Between her toes the damp earth felt cool, but already sweat crept between the roots of her hair. It would
be hotter today than yesterday, and by noon the lovely spice-scented red flowers of the dayvine would
have furled their fragile cups, and drooped on the vine. Ofelia pushed the mulch deeper against the stems
of the tomatoes with her foot. She liked the heat. If her daughter-in-law Rosara weren't within sight, she
would take off her hat and let the sweat evaporate. But Rosara worried about cancer from the sun, and
Rosara was sure it wasn't decent for an old woman to be outside with nothing on her head but thinning
gray hair.
Not that it was so thin. Ofelia touched her temples, as if to tuck an errant strand in place, but really to
confirm the thick strands of the braid she wore. Still thick, and her legs still strong, and her hands, though
knotted with age and work, still capable. She eyed her daughter-in-law, at the far end of the garden.

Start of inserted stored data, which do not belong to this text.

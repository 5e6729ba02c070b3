//! [`BusProxy`] over a MaxLinear/Exar XR2280x USB-HID I2C bridge.
//!
//! Most board responses use the base firmware's framing: after a command the
//! host reads one length byte, then that many payload bytes. The emulated
//! port registers skip the prefix and are read with [`BusProxy::read`].

use crate::address::BusAddress;
use crate::bus::BusProxy;
use crate::consts::xr2280x as consts;
use crate::error::{Error, Result};
use hidapi::{HidApi, HidDevice};
use log::{debug, trace, warn};
use std::ffi::CStr;

/// The I2C interface of an XR2280x bridge, used as the board's command bus.
/// **Note:** Not thread-safe; one bus handle per bridge.
pub struct Xr2280xBus {
    device: HidDevice,
    timeout_ms: i32,
}

impl std::fmt::Debug for Xr2280xBus {
    fn fmt(&self, f: &mut std::fmt::Formatter<'_>) -> std::fmt::Result {
        f.debug_struct("Xr2280xBus")
            .field("timeout_ms", &self.timeout_ms)
            .finish_non_exhaustive()
    }
}

impl Xr2280xBus {
    /// Opens the first bridge with the default Exar VID and I2C PID.
    /// **Warning:** Ambiguous if multiple bridges are connected.
    pub fn open_first(hid_api: &HidApi) -> Result<Self> {
        Self::open_by_vid_pid(hid_api, consts::EXAR_VID, consts::I2C_PID)
    }

    /// Opens a bridge by Vendor ID and Product ID.
    pub fn open_by_vid_pid(hid_api: &HidApi, vid: u16, pid: u16) -> Result<Self> {
        let device = hid_api.open(vid, pid)?;
        debug!("Opened XR2280x I2C bridge: VID={:04X}, PID={:04X}", vid, pid);
        Ok(Self::from_device(device))
    }

    /// Opens a bridge by its platform-specific HID path.
    pub fn open_by_path(hid_api: &HidApi, path: &CStr) -> Result<Self> {
        let device = hid_api.open_path(path)?;
        debug!("Opened XR2280x I2C bridge at {:?}", path);
        Ok(Self::from_device(device))
    }

    /// Wraps an already opened I2C HID interface.
    pub fn from_device(device: HidDevice) -> Self {
        Self {
            device,
            timeout_ms: consts::DEFAULT_TIMEOUT_MS,
        }
    }

    /// Sets the response timeout used for board commands.
    pub fn set_timeout_ms(&mut self, timeout_ms: i32) {
        self.timeout_ms = timeout_ms;
    }

    /// Sets the I2C bus speed (approximated). Max supported is 400 kHz.
    pub fn set_speed_khz(&self, speed_khz: u32) -> Result<()> {
        let (scl_low, scl_high) = scl_cycles(speed_khz)?;
        debug!(
            "Setting I2C speed ~{}kHz: SCL_LOW=0x{:04X}, SCL_HIGH=0x{:04X}",
            speed_khz, scl_low, scl_high
        );
        self.write_hid_register(consts::REG_SCL_LOW, scl_low)?;
        self.write_hid_register(consts::REG_SCL_HIGH, scl_high)
    }

    fn write_hid_register(&self, reg_addr: u16, value: u16) -> Result<()> {
        let [reg_lo, reg_hi] = reg_addr.to_le_bytes();
        let [val_lo, val_hi] = value.to_le_bytes();
        let buf = [
            consts::REPORT_ID_WRITE_HID_REGISTER,
            reg_lo,
            reg_hi,
            val_lo,
            val_hi,
        ];
        trace!("Write Reg {:04X} = {:04X}: {:02X?}", reg_addr, value, buf);
        self.device.send_feature_report(&buf)?;
        Ok(())
    }

    // One START..STOP transaction: optional write, then optional read.
    fn transfer(
        &self,
        address: BusAddress,
        write_data: &[u8],
        read_buffer: Option<&mut [u8]>,
        timeout_ms: i32,
    ) -> Result<()> {
        let write_len = write_data.len();
        let read_len = read_buffer.as_ref().map_or(0, |b| b.len());
        for len in [write_len, read_len] {
            if len > consts::REPORT_MAX_DATA_SIZE {
                return Err(Error::OperationTooLarge {
                    max: consts::REPORT_MAX_DATA_SIZE,
                    actual: len,
                });
            }
        }

        let mut out_buf = [0u8; consts::OUT_REPORT_WRITE_BUF_SIZE];
        out_buf[0] = consts::out_flags::START_BIT | consts::out_flags::STOP_BIT;
        out_buf[1] = write_len as u8;
        out_buf[2] = read_len as u8;
        // 7-bit address in bits 7:1, R/W bit filled in by the bridge
        out_buf[3] = address.value() << 1;
        out_buf[4..4 + write_len].copy_from_slice(write_data);
        trace!(
            "I2C transfer to {}: write {:02X?}, read {} bytes",
            address,
            write_data,
            read_len
        );

        let written = self.device.write(&out_buf)?;
        if written != out_buf.len() {
            warn!("Partial write: sent {} of {} bytes", written, out_buf.len());
            return Err(Error::Io(std::io::Error::other("Partial HID write")));
        }

        let mut in_buf = [0u8; consts::IN_REPORT_READ_BUF_SIZE];
        let received = self.device.read_timeout(&mut in_buf, timeout_ms)?;
        if received < 4 {
            return Err(Error::InvalidReport(received));
        }
        let status = in_buf[0];
        if status & consts::in_flags::REQUEST_ERROR != 0 {
            return Err(Error::I2cRequestError { address });
        }
        if status & consts::in_flags::NAK_RECEIVED != 0 {
            return Err(Error::I2cNack { address });
        }
        if status & consts::in_flags::ARBITRATION_LOST != 0 {
            return Err(Error::I2cArbitrationLost { address });
        }
        if status & consts::in_flags::TIMEOUT != 0 {
            return Err(Error::I2cTimeout { address });
        }
        if status & 0x0F != 0 {
            return Err(Error::I2cUnknownError {
                address,
                flags: status,
            });
        }

        if let Some(read_buf) = read_buffer {
            let reported = in_buf[2] as usize;
            if reported != read_len {
                warn!("I2C read length mismatch: expected {}, got {}", read_len, reported);
            }
            let actual = reported.min(read_len).min(received - 4);
            read_buf[..actual].copy_from_slice(&in_buf[4..4 + actual]);
        }
        Ok(())
    }
}

/// Splits one SCL period at `speed_khz` into (low, high) core-clock cycles,
/// padded to the I2C minimums for the speed class.
fn scl_cycles(speed_khz: u32) -> Result<(u16, u16)> {
    if speed_khz == 0 || speed_khz > consts::MAX_SPEED_KHZ {
        return Err(Error::ArgumentOutOfRange(format!(
            "I2C speed {} kHz out of range (1-{})",
            speed_khz,
            consts::MAX_SPEED_KHZ
        )));
    }
    let period = consts::CORE_CLOCK_KHZ / speed_khz;
    let (min_low, min_high) = if speed_khz <= 100 {
        consts::STANDARD_MODE_MIN_SCL_CYCLES
    } else {
        consts::FAST_MODE_MIN_SCL_CYCLES
    };
    // period <= 60_000, so both halves fit in u16
    let low = (period / 2).max(min_low) as u16;
    let high = (period - period / 2).max(min_high) as u16;
    Ok((low, high))
}

impl BusProxy for Xr2280xBus {
    fn write(&mut self, address: BusAddress, bytes: &[u8]) -> Result<()> {
        self.transfer(address, bytes, None, self.timeout_ms)
    }

    fn send(&mut self, address: BusAddress, bytes: &[u8]) -> Result<Option<Vec<u8>>> {
        self.transfer(address, bytes, None, self.timeout_ms)?;

        let length = self.read(address, 1)?[0];
        if length == 0 {
            return Ok(None);
        }
        self.read(address, length as usize).map(Some)
    }

    fn read(&mut self, address: BusAddress, len: usize) -> Result<Vec<u8>> {
        let mut buffer = vec![0u8; len];
        self.transfer(address, &[], Some(&mut buffer), self.timeout_ms)?;
        Ok(buffer)
    }

    fn scan(&mut self) -> Result<Vec<BusAddress>> {
        let mut found = Vec::new();
        for raw in consts::SCAN_FIRST_ADDRESS..=consts::SCAN_LAST_ADDRESS {
            let address = BusAddress::new(raw)?;
            match self.transfer(address, &[], None, consts::SCAN_TIMEOUT_MS) {
                Ok(()) => found.push(address),
                Err(e) if e.is_no_response() => {}
                Err(e) => debug!("Error scanning address {}: {}", address, e),
            }
        }
        trace!("Scan found {:?}", found);
        Ok(found)
    }
}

Scrawny, hair the color of scorched paper, eyes of mud. Thought she was beautiful, with her narrow waist
and her pale hands, but Ofelia knew better. She had always known better, but Barto would not listen to a
mothers wisdom, and now he had Rosara of the narrow body—like a snake, Ofelia had said once
only—and no children.
She minded that less than the others thought. She could have welcomed a daughter-in-law independent
enough to refuse children. No, it was Rosaras determination to enforce on her mother-in-law all the petty
rules intended to preserve the virtue of virgins… that she could not tolerate.
"We should have planted more beans," Rosara called. She had said that at planting, knowing that Ofelia
could not use all the beans she normally grew. She wanted Ofelia to grow beans to sell, as well as beans
to eat.
"We have enough," Ofelia said.
"If the crop does not fail," Rosara said.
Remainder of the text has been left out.